The combination of the biomarkers studied was more accurate than the individual biomarkers considered alone (AUC: 0.75-0.80 vs 0.45-0.71) (Table 2). Using the MoM method on the training set, a test result threshold with a specificity of 80% was established. This threshold was applied to the testing set to reveal a sensitivity of 49% and a specificity of 96% for both the 4-biomarker panel (without HGF) and the 5-biomarker panel (with HGF). In exploratory analysis, adjusting the threshold to obtain 80% specificity in the testing set led to a sensitivity of 65%. The highest combination of sensitivity and specificity for the 4-biomarker panel was 59% and 90% and for the 5-biomarker panel was 64% and 85%. Evaluation of the accuracy by stage and histology in the testing set showed improved sensitivity as the stage increased and relatively consistent accuracy across histologies (Table 3).
Table 2.
BM | Training set |
Testing set |
||
---|---|---|---|---|
AUC | P value | AUC | P value | |
CEA | 0.71 | <.0001 | 0.70 | <.0001 |
CA125 | 0.69 | <.0001 | 0.67 | <.0001 |
CYFRA | 0.55 | .06214 | 0.68 | <.0001 |
HGF | 0.65 | <.0001 | 0.66 | <.0001 |
NY-ESO-1 | 0.64 | <.0001 | 0.45 | .09453 |
4 BM: CEA, CA125, CYFRA, NY-ESO-1 | 0.75 | <.0001 | 0.77 | <.0001 |
5 BM (+HGF) | 0.76 | <.0001 | 0.80 | <.0001 |
Abbreviations: AUC, area under the receiver operator characteristic curve; BM, biomarker; CA125, carbohydrate antigen 125; CEA, carcinoembryonic antigen; CYFRA 21-1, cytokeratin-19 fragment 21-1; HGF, hepatocyte growth factor; NY-ESO-1, New York esophageal cancer-1 antibody.
The listed panel accuracies are from the multiple of the median method calculations.
Table 3.
Stage | Sensitivity (%) at 80% specificity |
|
---|---|---|
4-BM | 5-BM | |
I (n = 52) | 52 | 52 |
II (n = 19) | 63 | 53 |
III (n = 58) | 67 | 71 |
IV (n = 26) | 85 | 85 |
Adenocarcinoma (n = 74) | 70 | 68 |
Squamous (61) | 57 | 59 |
SCLC (n = 13) | 62 | 69 |
Abbreviations: BM, biomarker; SCLC, small cell lung cancer.

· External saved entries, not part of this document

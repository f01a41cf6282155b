//! Persistence seam shared by the MongoDB and in-memory backends.

use async_trait::async_trait;
use thiserror::Error;

use crate::models::{Customer, InventoryItem, Invoice, Job};

#[derive(Debug, Error)]
pub enum StoreError {
    #[error("Database error: {0}")]
    Database(#[from] mongodb::error::Error),

    #[error("Duplicate key: {0}")]
    Duplicate(String),
}

/// Optional filters for invoice listing.
#[derive(Debug, Clone, Default)]
pub struct InvoiceFilter {
    pub business: Option<String>,
    pub job_id: Option<String>,
}

impl InvoiceFilter {
    pub fn for_job(job_id: &str) -> Self {
        Self {
            business: None,
            job_id: Some(job_id.to_string()),
        }
    }

    pub fn matches(&self, invoice: &Invoice) -> bool {
        let business_matches = match self.business.as_deref() {
            Some(business) => invoice.business == business,
            None => true,
        };
        let job_matches = match self.job_id.as_deref() {
            Some(job_id) => invoice.job_id.as_deref() == Some(job_id),
            None => true,
        };
        business_matches && job_matches
    }
}

/// Document store used by the services.
///
/// `replace_*` methods that take an `expected_version` only write when the
/// stored document still carries that version and report whether they did.
#[async_trait]
pub trait Store: Send + Sync {
    async fn ping(&self) -> Result<(), StoreError>;

    async fn insert_customer(&self, customer: &Customer) -> Result<(), StoreError>;
    async fn find_customer(&self, id: &str) -> Result<Option<Customer>, StoreError>;

    /// Fails with `Duplicate` when another item already holds the same
    /// `ensure_key`. Categories themselves are not unique.
    async fn insert_item(&self, item: &InventoryItem) -> Result<(), StoreError>;
    async fn find_item(&self, id: &str) -> Result<Option<InventoryItem>, StoreError>;
    async fn find_item_by_ensure_key(
        &self,
        key: &str,
    ) -> Result<Option<InventoryItem>, StoreError>;
    async fn list_items(&self) -> Result<Vec<InventoryItem>, StoreError>;
    async fn replace_item(
        &self,
        item: &InventoryItem,
        expected_version: i64,
    ) -> Result<bool, StoreError>;

    async fn insert_job(&self, job: &Job) -> Result<(), StoreError>;
    async fn find_job(&self, id: &str) -> Result<Option<Job>, StoreError>;
    async fn replace_job(&self, job: &Job, expected_version: i64) -> Result<bool, StoreError>;

    /// Fails with `Duplicate` when the job already has an invoice for that business.
    async fn insert_invoice(&self, invoice: &Invoice) -> Result<(), StoreError>;
    async fn find_invoice(&self, id: &str) -> Result<Option<Invoice>, StoreError>;
    async fn replace_invoice(&self, invoice: &Invoice) -> Result<(), StoreError>;
    /// Oldest first.
    async fn list_invoices(&self, filter: &InvoiceFilter) -> Result<Vec<Invoice>, StoreError>;

    /// Atomically increment and return the business's invoice sequence.
    async fn next_invoice_sequence(&self, business: &str) -> Result<u32, StoreError>;
    /// Raise the business's sequence to at least `floor`.
    async fn seed_invoice_sequence(&self, business: &str, floor: u32) -> Result<(), StoreError>;
}
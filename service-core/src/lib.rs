//! service-core: Shared infrastructure for the detailing shop services.
pub mod config;
pub mod error;
pub mod middleware;
pub mod observability;
pub mod retry;

pub use async_trait;
pub use axum;
pub use mongodb;
pub use serde;
pub use serde_json;
pub use tokio;
pub use tower;
pub use tower_http;
pub use tracing;
pub use validator;
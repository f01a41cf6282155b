use axum::{
    extract::{Path, State},
    http::StatusCode,
    Json,
};
use service_core::error::AppError;
use validator::Validate;

use crate::dtos::CreateCustomerRequest;
use crate::models::Customer;
use crate::services::ServiceError;
use crate::startup::AppState;

pub async fn create_customer(
    State(state): State<AppState>,
    Json(req): Json<CreateCustomerRequest>,
) -> Result<(StatusCode, Json<Customer>), AppError> {
    req.validate()?;

    let customer = Customer::from(req);
    state
        .store
        .insert_customer(&customer)
        .await
        .map_err(ServiceError::from)?;

    tracing::info!(
        customer_id = %customer.id,
        vehicles = customer.vehicles.len(),
        "Customer created"
    );

    Ok((StatusCode::CREATED, Json(customer)))
}

pub async fn get_customer(
    State(state): State<AppState>,
    Path(customer_id): Path<String>,
) -> Result<Json<Customer>, AppError> {
    let customer = state
        .store
        .find_customer(&customer_id)
        .await
        .map_err(ServiceError::from)?
        .ok_or_else(|| AppError::NotFound(anyhow::anyhow!("Customer {} not found", customer_id)))?;

    Ok(Json(customer))
}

An MLR model was built on the training set then applied to the testing set. The AUC of the MLR model built on the training set was 0.77. This MLR model applied to the testing set yielded an AUC of 0.74 with a sensitivity of 39% and a specificity of 97%. In exploratory analysis, an MLR model built on the testing set alone had an AUC of 0.81 with a sensitivity of 53% and a specificity of 93%. Random forest modeling of the testing set alone yielded an average AUC of 0.84 with an average sensitivity and specificity of 66% and 86%. An MLR model built from clinical variables in the testing set (age, sex, COPD, smoking history) had an AUC of 0.68. When clinical variables were combined with the 5-biomarker panel, the AUC was 0.86 (Table 4). The addition of clinical variables to biomarker results showed the largest improvement in AUC in patients with stage I (0.64-0.81 in MLR modeling and 0.67-0.79 in RF modeling).
Table 4.
LR model |
Random forest 70:30 split |
||||
---|---|---|---|---|---|
AUC | Sensitivity, % (SD) | Specificity, % (SD) | Accuracy, % (SD) | AUC (SD) | |
Clinical | 0.68 | 34 (0.08) | 85 (0.07) | 65 (0.03) | 0.66 (0.04) |
5-BM test | 0.81 | 66 (0.06) | 86 (0.04) | 78 (0.03) | 0.84 (0.03) |
Combined | 0.86 | 67 (0.07) | 88 (0.04) | 79 (0.03) | 0.86 (0.03) |
Abbreviations: AUC, area under the receiver operating characteristic curve; BM, biomarker; LR, logistic regression.
Sensitivity, specificity, accuracy, and AUC are averages of 100 iterations of a 70:30 training:testing split.
Discussion
This study attempted to validate the accuracy of a combined protein and antibody panel in a population at risk of having lung cancer, determine whether the inclusion of an additional protein to the panel could improve the accuracy, and explore the impact of combining clinical and biomarker variables on test accuracy. The results suggest that the combination of markers is more accurate than any of the markers alone. The accuracy of the panel was slightly lower than in the previous report, and the addition of HGF to the panel did not substantially improve its accuracy. The biomarker was more accurate in late-stage disease than early-stage disease. In exploratory analysis, the highest accuracy was achieved by combining clinical features and biomarker results.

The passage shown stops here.